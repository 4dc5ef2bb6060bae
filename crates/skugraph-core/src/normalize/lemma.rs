//! English noun lemmatization for product types
//!
//! Reduces a product type to its singular dictionary form so "Strawberries"
//! and "Strawberry" land on the same vocabulary node. Rule-based: an
//! irregular table first, then ordered suffix rules applied to the tail of
//! the string (which also handles the last word of multi-word types like
//! "Chicken Breasts"). Lemmatization is idempotent: applying it to an
//! already-singular form is a no-op.

use std::collections::HashMap;

/// Rule-based English singularizer
#[derive(Debug, Clone)]
pub struct Lemmatizer {
    irregulars: HashMap<&'static str, &'static str>,
}

impl Default for Lemmatizer {
    fn default() -> Self {
        Self::new()
    }
}

impl Lemmatizer {
    pub fn new() -> Self {
        // Irregular plurals and -ves words the suffix rules would mangle
        let irregulars: HashMap<&'static str, &'static str> = [
            ("leaves", "leaf"),
            ("loaves", "loaf"),
            ("halves", "half"),
            ("knives", "knife"),
            ("calves", "calf"),
            ("shelves", "shelf"),
            ("children", "child"),
            ("men", "man"),
            ("women", "woman"),
            ("mice", "mouse"),
            ("geese", "goose"),
            ("feet", "foot"),
            ("teeth", "tooth"),
            ("buses", "bus"),
            ("gases", "gas"),
            // -ies words whose singular ends in -ie, not -y
            ("cookies", "cookie"),
            ("brownies", "brownie"),
            ("veggies", "veggie"),
            ("smoothies", "smoothie"),
            // Zero-plural nouns: already their own lemma
            ("fish", "fish"),
            ("sheep", "sheep"),
            ("deer", "deer"),
            ("salmon", "salmon"),
            ("tuna", "tuna"),
            ("shrimp", "shrimp"),
            ("series", "series"),
            ("species", "species"),
        ]
        .into_iter()
        .collect();

        Self { irregulars }
    }

    /// Reduce a word (or the last word of a phrase) to its singular form
    pub fn lemmatize(&self, word: &str) -> String {
        let trimmed = word.trim();
        if trimmed.is_empty() {
            return String::new();
        }
        // Suffix rules slice at byte offsets; non-ASCII types pass through
        if !trimmed.is_ascii() {
            return trimmed.to_string();
        }

        let lower = trimmed.to_lowercase();

        if let Some(&singular) = self.irregulars.get(lower.as_str()) {
            return match_case(trimmed, singular);
        }

        // Ordered suffix rules; first match wins
        if let Some(stem) = strip_suffix_ci(trimmed, "ies") {
            if stem.len() >= 2 {
                let y = if trimmed.ends_with("IES") { 'Y' } else { 'y' };
                return format!("{}{}", stem, y);
            }
        }
        for suffix in ["sses", "ches", "shes", "xes", "zes", "oes"] {
            if let Some(stem) = strip_suffix_ci(trimmed, suffix) {
                // Keep the consonant cluster, drop the "es"
                return format!("{}{}", stem, &trimmed[trimmed.len() - suffix.len()..trimmed.len() - 2]);
            }
        }
        if lower.ends_with('s')
            && !lower.ends_with("ss")
            && !lower.ends_with("us")
            && !lower.ends_with("is")
        {
            return trimmed[..trimmed.len() - 1].to_string();
        }

        trimmed.to_string()
    }
}

/// Strip a suffix case-insensitively, returning the untouched stem
fn strip_suffix_ci<'a>(word: &'a str, suffix: &str) -> Option<&'a str> {
    if word.len() >= suffix.len() + 1
        && word[word.len() - suffix.len()..].eq_ignore_ascii_case(suffix)
    {
        Some(&word[..word.len() - suffix.len()])
    } else {
        None
    }
}

/// Apply the source word's leading capitalization to the replacement
fn match_case(source: &str, replacement: &str) -> String {
    let capitalized = source.chars().next().is_some_and(|c| c.is_uppercase());
    if capitalized {
        let mut chars = replacement.chars();
        match chars.next() {
            Some(first) => first.to_uppercase().collect::<String>() + chars.as_str(),
            None => String::new(),
        }
    } else {
        replacement.to_string()
    }
}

•••••

*THE PROBLEM*. Every line of the material must be duplicated exactly.

*OUTPUT FOR THIS TASK*.
repository 4dc5ef2bb6060bae
filename crates/skugraph-core/src/normalize/lemma.rs
//! English noun lemmatization for product types
//!
//! Reduces a product type to its singular dictionary form so "Strawberries"
//! and "Strawberry" land on the same vocabulary node. Rule-based: an
//! irregular table first, then ordered suffix rules applied to the tail of
//! the string (which also handles the last word of multi-word types like
//! "Chicken Breasts"). Lemmatization is idempotent: applying it to an
//! already-singular form is a no-op.

use std::collections::HashMap;

/// Rule-based English singularizer
#[derive(Debug, Clone)]
pub struct Lemmatizer {
    irregulars: HashMap<&'static str, &'static str>,
}

impl Default for Lemmatizer {
    fn default() -> Self {
        Self::new()
    }
}

impl Lemmatizer {
    pub fn new() -> Self {
        // Irregular plurals and -ves words the suffix rules would mangle
        let irregulars: HashMap<&'static str, &'static str> = [
            ("leaves", "leaf"),
            ("loaves", "loaf"),
            ("halves", "half"),
            ("knives", "knife"),
            ("calves", "calf"),
            ("shelves", "shelf"),
            ("children", "child"),
            ("men", "man"),
            ("women", "woman"),
            ("mice", "mouse"),
            ("geese", "goose"),
            ("feet", "foot"),
            ("teeth", "tooth"),
            ("buses", "bus"),
            ("gases", "gas"),
            // -ies words whose singular ends in -ie, not -y
            ("cookies", "cookie"),
            ("brownies", "brownie"),
            ("veggies", "veggie"),
            ("smoothies", "smoothie"),
            // Zero-plural nouns: already their own lemma
            ("fish", "fish"),
            ("sheep", "sheep"),
            ("deer", "deer"),
            ("salmon", "salmon"),
            ("tuna", "tuna"),
            ("shrimp", "shrimp"),
            ("series", "series"),
            ("species", "species"),
        ]
        .into_iter()
        .collect();

        Self { irregulars }
    }

    /// Reduce a word (or the last word of a phrase) to its singular form
    pub fn lemmatize(&self, word: &str) -> String {
        let trimmed = word.trim();
        if trimmed.is_empty() {
            return String::new();
        }
        // Suffix rules slice at byte offsets; non-ASCII types pass through
        if !trimmed.is_ascii() {
            return trimmed.to_string();
        }

        let lower = trimmed.to_lowercase();

        if let Some(&singular) = self.irregulars.get(lower.as_str()) {
            return match_case(trimmed, singular);
        }

        // Ordered suffix rules; first match wins
        if let Some(stem) = strip_suffix_ci(trimmed, "ies") {
            if stem.len() >= 2 {
                let y = if trimmed.ends_with("IES") { 'Y' } else { 'y' };
                return format!("{}{}", stem, y);
            }
        }
        for suffix in ["sses", "ches", "shes", "xes", "zes", "oes"] {
            if let Some(stem) = strip_suffix_ci(trimmed, suffix) {
                // Keep the consonant cluster, drop the "es"
                return format!("{}{}", stem, &trimmed[trimmed.len() - suffix.len()..trimmed.len() - 2]);
            }
        }
        if lower.ends_with('s')
            && !lower.ends_with("ss")
            && !lower.ends_with("us")
            && !lower.ends_with("is")
        {
            return trimmed[..trimmed.len() - 1].to_string();
        }

        trimmed.to_string()
    }
}

/// Strip a suffix case-insensitively, returning the untouched stem
fn strip_suffix_ci<'a>(word: &'a str, suffix: &str) -> Option<&'a str> {
    if word.len() >= suffix.len() + 1
        && word[word.len() - suffix.len()..].eq_ignore_ascii_case(suffix)
    {
        Some(&word[..word.len() - suffix.len()])
    } else {
        None
    }
}

/// Apply the source word's leading capitalization to the replacement
fn match_case(source: &str, replacement: &str) -> String {
    let capitalized = source.chars().next().is_some_and(|c| c.is_uppercase());
    if capitalized {
        let mut chars = replacement.chars();
        match chars.next() {
            Some(first) => first.to_uppercase().collect::<String>() + chars.as_str(),
            None => String::new(),
        }
    } else {
        replacement.to_string()
    }
}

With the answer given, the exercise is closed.